Mumbai itself has one of the best health infrastructures in the country with tertiary hospitals, peripheral hospitals, infectious diseases hospitals, maternity homes, and dispensaries. During the first wave, the Municipal Corporation of Greater Mumbai (MCGM) spent Rs. 610 crore from its health budget on tackling the pandemic.

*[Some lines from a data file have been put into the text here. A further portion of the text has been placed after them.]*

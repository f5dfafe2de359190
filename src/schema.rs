//! Telemetry row layout and decoding of the sensing binaries' output lines

use std::fmt;

use tracing::trace;

use crate::radio::{DetectorMode, RadioConfig};

/// Index of the first metric value in a comma separated output line
const FIRST_VALUE_FIELD: usize = 3;

#[derive(Clone, Copy, Debug, PartialEq, Eq)]
pub enum FieldType {
    Int32,
    Double,
}

impl FieldType {
    /// Type name as used in an OML schema declaration
    pub fn name(&self) -> &'static str {
        match self {
            FieldType::Int32 => "int32",
            FieldType::Double => "double",
        }
    }
}

impl fmt::Display for FieldType {
    fn fmt(&self, f: &mut fmt::Formatter<'_>) -> fmt::Result {
        f.write_str(self.name())
    }
}

#[derive(Clone, Debug, PartialEq, Eq)]
pub struct Field {
    pub name: String,
    pub ty: FieldType,
}

/// Column layout of one measurement record
#[derive(Clone, Debug, PartialEq, Eq)]
pub struct TelemetrySchema {
    /// Record type name, e.g. `wlan_g_cor`
    pub name: String,
    pub fields: Vec<Field>,
}

impl TelemetrySchema {
    pub fn new(config: &RadioConfig) -> Self {
        let prefix = match config.mode {
            DetectorMode::Correlation => "cor",
            _ => "psd",
        };
        let mut fields = Vec::with_capacity(2 + config.num_channels as usize);
        fields.push(Field {
            name: "nodeId".to_owned(),
            ty: FieldType::Int32,
        });
        fields.push(Field {
            name: "freqMHz".to_owned(),
            ty: FieldType::Int32,
        });
        fields.extend((1..=config.num_channels).map(|i| Field {
            name: format!("{prefix}{i}"),
            ty: FieldType::Double,
        }));
        Self {
            name: format!("{}_{}", config.standard, config.mode).to_lowercase(),
            fields,
        }
    }

    /// Number of per-channel values in each record
    pub fn num_values(&self) -> usize {
        self.fields.len() - 2
    }
}

/// One decoded output line
#[derive(Clone, Debug, PartialEq)]
pub struct TelemetryRecord {
    /// Passed through as-is, the binaries print whatever identifies the node
    pub node_id: String,
    pub freq_mhz: i32,
    pub values: Vec<f64>,
}

/// Turns output lines into [`TelemetryRecord`]s
#[derive(Clone, Copy, Debug, PartialEq, Eq)]
pub struct RowDecoder {
    freq_mhz: i32,
    num_channels: usize,
}

/// Finite measurement value, `nan` and `inf` are not measurements
fn parse_value(field: &str) -> Option<f64> {
    field.trim().parse::<f64>().ok().filter(|v| v.is_finite())
}

impl RowDecoder {
    pub fn new(config: &RadioConfig) -> Self {
        Self {
            freq_mhz: config.freq_mhz(),
            num_channels: config.num_channels as usize,
        }
    }

    /// Cheap check whether a line looks like a measurement row at all.
    /// Status and log lines from the binaries fail this.
    pub fn is_candidate(line: &str) -> bool {
        let fields: Vec<&str> = line.split(',').collect();
        fields.len() >= 3
            && fields
                .get(FIRST_VALUE_FIELD)
                .and_then(|f| parse_value(f))
                .is_some()
    }

    /// Decodes a line, or `None` if it should be skipped
    pub fn decode(&self, line: &str) -> Option<TelemetryRecord> {
        if !Self::is_candidate(line) {
            return None;
        }
        let fields: Vec<&str> = line.split(',').collect();
        // The gate only looks at the first value, so a row can still be too short
        let Some(raw) = fields.get(FIRST_VALUE_FIELD..FIRST_VALUE_FIELD + self.num_channels) else {
            trace!(
                have = fields.len(),
                want = FIRST_VALUE_FIELD + self.num_channels,
                "Skipping short telemetry row"
            );
            return None;
        };
        let values = raw
            .iter()
            .map(|f| parse_value(f))
            .collect::<Option<Vec<_>>>()?;
        Some(TelemetryRecord {
            node_id: fields[1].trim().to_owned(),
            freq_mhz: self.freq_mhz,
            values,
        })
    }
}

#[cfg(test)]
mod tests {
    use super::*;
    use crate::radio::{RadioOptions, Standard};

    fn config(std: Standard, mode: DetectorMode) -> RadioConfig {
        let opts = RadioOptions {
            first_channel: Some(*std.first_channel_range().start()),
            ..Default::default()
        };
        RadioConfig::derive(std, mode, &opts).unwrap()
    }

    #[test]
    fn test_schema_shape() {
        for std in Standard::ALL {
            for mode in DetectorMode::ALL {
                let cfg = config(std, mode);
                let schema = TelemetrySchema::new(&cfg);
                assert_eq!(2 + cfg.num_channels as usize, schema.fields.len());
                assert_eq!(cfg.num_channels as usize, schema.num_values());
                assert_eq!("nodeId", schema.fields[0].name);
                assert_eq!("freqMHz", schema.fields[1].name);
                assert_eq!(FieldType::Int32, schema.fields[0].ty);
                assert_eq!(FieldType::Int32, schema.fields[1].ty);
                assert!(schema.fields[2..].iter().all(|f| f.ty == FieldType::Double));
            }
        }
    }

    #[test]
    fn test_schema_names() {
        let schema = TelemetrySchema::new(&config(Standard::WlanG, DetectorMode::Correlation));
        assert_eq!("wlan_g_cor", schema.name);
        assert_eq!("cor1", schema.fields[2].name);
        let schema = TelemetrySchema::new(&config(Standard::Bluetooth, DetectorMode::Max));
        assert_eq!("bluetooth_max", schema.name);
        assert_eq!("psd1", schema.fields[2].name);
        assert_eq!("psd79", schema.fields[80].name);
    }

    #[test]
    fn test_decode_row() {
        let dec = RowDecoder::new(&config(Standard::WlanG, DetectorMode::Correlation));
        assert_eq!(
            Some(TelemetryRecord {
                node_id: "node1".to_owned(),
                freq_mhz: 2412,
                values: vec![-50.0],
            }),
            dec.decode("x,node1,2412,-50.0,-60.0")
        );
    }

    #[test]
    fn test_decode_strips_line_endings() {
        let dec = RowDecoder::new(&config(Standard::Zigbee, DetectorMode::Correlation));
        let rec = dec.decode("t,17,2412,1.5,2.5,3.5,4.5\r\n").unwrap();
        assert_eq!(vec![1.5, 2.5, 3.5, 4.5], rec.values);
        assert_eq!("17", rec.node_id);
        assert_eq!(2412, rec.freq_mhz);
    }

    #[test]
    fn test_gate_rejects() {
        let dec = RowDecoder::new(&config(Standard::WlanG, DetectorMode::Correlation));
        assert_eq!(None, dec.decode("status,ok"));
        assert_eq!(None, dec.decode("x,node1,abc,foo"));
        assert_eq!(None, dec.decode("x,node1,2412"));
        assert_eq!(None, dec.decode(""));
        assert!(!RowDecoder::is_candidate("-- UHD linux_x86_64; UHD_003.008"));
    }

    #[test]
    fn test_non_finite_values_rejected() {
        let dec = RowDecoder::new(&config(Standard::WlanG, DetectorMode::Correlation));
        for line in ["x,node1,2412,nan", "x,n,1,inf", "x,n,1,-Infinity", "x,n,1,NaN"] {
            assert!(!RowDecoder::is_candidate(line), "{line}");
            assert_eq!(None, dec.decode(line), "{line}");
        }
        let dec = RowDecoder::new(&config(Standard::Zigbee, DetectorMode::Correlation));
        assert_eq!(None, dec.decode("x,n,2412,-50.0,nan,-52.0,-53.0"));
    }

    #[test]
    fn test_short_row_passes_gate_but_is_skipped() {
        let dec = RowDecoder::new(&config(Standard::Zigbee, DetectorMode::Correlation));
        let line = "x,node1,2412,-50.0";
        assert!(RowDecoder::is_candidate(line));
        assert_eq!(None, dec.decode(line));
    }

    #[test]
    fn test_bad_channel_value_skipped() {
        let dec = RowDecoder::new(&config(Standard::Zigbee, DetectorMode::Correlation));
        assert_eq!(None, dec.decode("x,node1,2412,-50.0,-51.0,nan?,-53.0"));
    }
}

Mumbai’s 18 peripheral hospitals form the backbone of multi-speciality care for the city’s increasing suburban population but they have remained neglected for years. They saw the addition of more than 500 beds dedicated to Covid-19 patients in June 2020. Although Maharashtra mandated that 80% of private beds would be reserved for Covid-19 patients, hospitalised care during the first wave was largely carried out by public institutions. Despite measures such as capping the cost of beds, ground-level experience suggests that private hospitals resort to unethical practices. An audit of 1,100 bills by the MCGM during the first wave showed blatant overcharging by private hospitals and resulted in a refund of about Rs. 15 crore to patients.

The preparedness of Mumbai hospitals to respond to a pandemic during the first phase strengthened its response in subsequent periods…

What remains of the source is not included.